Lebih lanjut, Marthinus menegaskan bahwa upaya penanggulangan narkotika harus dilakukan secara menyeluruh dengan melibatkan berbagai sektor.
“Rehabilitasi dan pencegahan adalah kunci utama dalam menekan angka penyalahgunaan narkotika. Kita harus memastikan generasi muda Indonesia tidak menjadi target empuk bagi jaringan pengedar narkotika,” tambahnya.
Ia berharap penandatanganan Nota Kesepakatan ini tidak hanya menjadi sebuah formalitas, melainkan benar-benar diimplementasikan dalam aksi nyata guna mewujudkan lingkungan yang bersih dari narkotika.
"Sinergi yang terjalin ini diharapkan dapat menjadi model bagi daerah lain.
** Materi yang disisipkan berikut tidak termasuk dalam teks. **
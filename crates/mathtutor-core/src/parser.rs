//! Response parser for loosely structured generation output.
//!
//! Generation services are asked to answer with a bare JSON object but
//! routinely wrap it in prose or markdown fences. The parser takes the span
//! from the first `{` to the last `}`, drops line breaks, decodes it, and
//! checks it against the expected shape. Every failure is returned as a
//! [`ParseFailure`]; nothing here panics on bad input.

use serde::de::DeserializeOwned;
use serde::Deserialize;
use serde_json::{Number, Value};
use thiserror::Error;

use crate::model::{FeedbackPayload, GeneratedProblem};

/// Why generated text could not be turned into a structured value.
#[derive(Debug, Clone, PartialEq, Eq, Error)]
pub enum ParseFailure {
    /// No `{ ... }` span in the text.
    #[error("no JSON object found in response")]
    NoJsonObject,

    /// A span was found but it is not valid JSON.
    #[error("malformed JSON: {0}")]
    Malformed(String),

    /// Valid JSON with missing fields or fields of the wrong type.
    #[error("unexpected JSON shape: {0}")]
    Schema(String),
}

/// Locate the candidate JSON object: first `{` through last `}`.
pub fn extract_json_object(text: &str) -> Option<&str> {
    let start = text.find('{')?;
    let end = text.rfind('}')?;
    (end > start).then(|| &text[start..=end])
}

/// Extract, clean, and decode a JSON object from generated text into `T`.
pub fn parse_response<T: DeserializeOwned>(text: &str) -> Result<T, ParseFailure> {
    let span = extract_json_object(text).ok_or(ParseFailure::NoJsonObject)?;
    let cleaned: String = span.chars().filter(|c| !matches!(c, '\r' | '\n')).collect();

    let value: Value =
        serde_json::from_str(&cleaned).map_err(|e| ParseFailure::Malformed(e.to_string()))?;
    serde_json::from_value(value).map_err(|e| ParseFailure::Schema(e.to_string()))
}

/// Turn literal `\"` sequences left by double-escaping back into quotes.
pub fn unescape_quotes(text: &str) -> String {
    text.replace("\\\"", "\"")
}

#[derive(Deserialize)]
struct RawProblem {
    problem_text: String,
    #[serde(default)]
    final_answer: Option<Number>,
    #[serde(default)]
    correct_answer: Option<Number>,
}

/// Parse a generated math problem.
///
/// The answer may be named `final_answer` or `correct_answer`; `final_answer`
/// wins when both are present. Only JSON numbers are accepted as answers.
pub fn parse_problem(text: &str) -> Result<GeneratedProblem, ParseFailure> {
    let raw: RawProblem = parse_response(text)?;

    let problem_text = unescape_quotes(raw.problem_text.trim());
    if problem_text.is_empty() {
        return Err(ParseFailure::Schema("problem_text is empty".into()));
    }

    let answer = raw
        .final_answer
        .or(raw.correct_answer)
        .ok_or_else(|| ParseFailure::Schema("missing final_answer or correct_answer".into()))?;
    let correct_answer = answer
        .as_f64()
        .filter(|a| a.is_finite())
        .ok_or_else(|| ParseFailure::Schema(format!("answer {answer} is not a finite number")))?;

    Ok(GeneratedProblem {
        problem_text,
        correct_answer,
    })
}

/// Parse generated feedback.
pub fn parse_feedback(text: &str) -> Result<FeedbackPayload, ParseFailure> {
    let payload: FeedbackPayload = parse_response(text)?;
    Ok(FeedbackPayload {
        feedback_text: unescape_quotes(&payload.feedback_text),
    })
}

#[cfg(test)]
mod tests {
    use super::*;

    #[test]
    fn extract_object_between_prose() {
        let text = r#"Sure! Here you go: {"a": 1} Hope that helps."#;
        assert_eq!(extract_json_object(text), Some(r#"{"a": 1}"#));
    }

    #[test]
    fn extract_spans_first_open_to_last_close() {
        let text = r#"{"a": {"b": 2}} trailing } brace"#;
        assert_eq!(extract_json_object(text), Some(r#"{"a": {"b": 2}} trailing }"#));
    }

    #[test]
    fn extract_none_without_braces() {
        assert_eq!(extract_json_object("no json here"), None);
        assert_eq!(extract_json_object("only { open"), None);
        assert_eq!(extract_json_object("} backwards {"), None);
    }

    #[test]
    fn scenario_final_answer() {
        let text = r#"Here is a problem: {"problem_text":"2+2?","final_answer":4}"#;
        let problem = parse_problem(text).unwrap();
        assert_eq!(problem.problem_text, "2+2?");
        assert_eq!(problem.correct_answer, 4.0);
    }

    #[test]
    fn markdown_fenced_problem() {
        let text = "```json\n{\n  \"problem_text\": \"Ali has 12 apples and gives away 5. How many are left?\",\n  \"final_answer\": 7\n}\n```";
        let problem = parse_problem(text).unwrap();
        assert_eq!(problem.correct_answer, 7.0);
        assert!(problem.problem_text.starts_with("Ali has 12 apples"));
    }

    #[test]
    fn correct_answer_alias_accepted() {
        let problem = parse_problem(r#"{"problem_text":"3*3?","correct_answer":9}"#).unwrap();
        assert_eq!(problem.correct_answer, 9.0);
    }

    #[test]
    fn final_answer_preferred_over_alias() {
        let problem =
            parse_problem(r#"{"problem_text":"x","final_answer":5,"correct_answer":6}"#).unwrap();
        assert_eq!(problem.correct_answer, 5.0);
    }

    #[test]
    fn null_final_answer_falls_back_to_alias() {
        let problem =
            parse_problem(r#"{"problem_text":"x","final_answer":null,"correct_answer":6}"#)
                .unwrap();
        assert_eq!(problem.correct_answer, 6.0);
    }

    #[test]
    fn string_answer_rejected() {
        let err = parse_problem(r#"{"problem_text":"x","final_answer":"4"}"#).unwrap_err();
        assert!(matches!(err, ParseFailure::Schema(_)));
    }

    #[test]
    fn missing_answer_rejected() {
        let err = parse_problem(r#"{"problem_text":"x"}"#).unwrap_err();
        assert_eq!(
            err,
            ParseFailure::Schema("missing final_answer or correct_answer".into())
        );
    }

    #[test]
    fn blank_problem_text_rejected() {
        let err = parse_problem(r#"{"problem_text":"  ","final_answer":1}"#).unwrap_err();
        assert!(matches!(err, ParseFailure::Schema(_)));
    }

    #[test]
    fn no_object_is_not_parsable() {
        assert_eq!(
            parse_problem("I cannot do that.").unwrap_err(),
            ParseFailure::NoJsonObject
        );
        assert_eq!(
            parse_feedback("").unwrap_err(),
            ParseFailure::NoJsonObject
        );
    }

    #[test]
    fn malformed_object_is_not_parsable() {
        let err = parse_feedback("{feedback_text: oops}").unwrap_err();
        assert!(matches!(err, ParseFailure::Malformed(_)));
    }

    #[test]
    fn line_breaks_inside_span_are_stripped() {
        let text = "{\"feedback_text\":\r\n \"Well done!\"\n}";
        assert_eq!(parse_feedback(text).unwrap().feedback_text, "Well done!");
    }

    #[test]
    fn feedback_survives_surrounding_prose() {
        let original = FeedbackPayload {
            feedback_text: "Great job, keep it up!".into(),
        };
        let json = serde_json::to_string(&original).unwrap();
        for (before, after) in [
            ("", ""),
            ("Here is your feedback:\n", "\nLet me know if you need more."),
            ("```json\n", "\n```"),
            ("   ", "..."),
        ] {
            let text = format!("{before}{json}{after}");
            assert_eq!(parse_feedback(&text).unwrap(), original, "input: {text}");
        }
    }

    #[test]
    fn escaped_quotes_are_unescaped() {
        let text = r#"{"feedback_text": "You said \\\"7\\\" but it was 8."}"#;
        assert_eq!(
            parse_feedback(text).unwrap().feedback_text,
            r#"You said "7" but it was 8."#
        );
    }

    #[test]
    fn wrong_feedback_type_rejected() {
        let err = parse_feedback(r#"{"feedback_text": 42}"#).unwrap_err();
        assert!(matches!(err, ParseFailure::Schema(_)));
    }
}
Semangat gotong royong harus kita jaga untuk menciptakan Indonesia yang lebih sehat dan terbebas dari narkotika," ujar Marthinus.
Selain fokus pada pemberantasan, kerja sama ini juga bertujuan untuk meningkatkan kesadaran masyarakat, khususnya generasi muda, terhadap bahaya narkotika.
Menurutnya, salah satu faktor utama yang mendorong seseorang terjerumus dalam penyalahgunaan narkotika adalah rasa ingin tahu serta pengaruh lingkungan.
Oleh karena itu, edukasi sejak dini sangat diperlukan agar remaja memahami konsekuensi negatif dari penyalahgunaan narkotika.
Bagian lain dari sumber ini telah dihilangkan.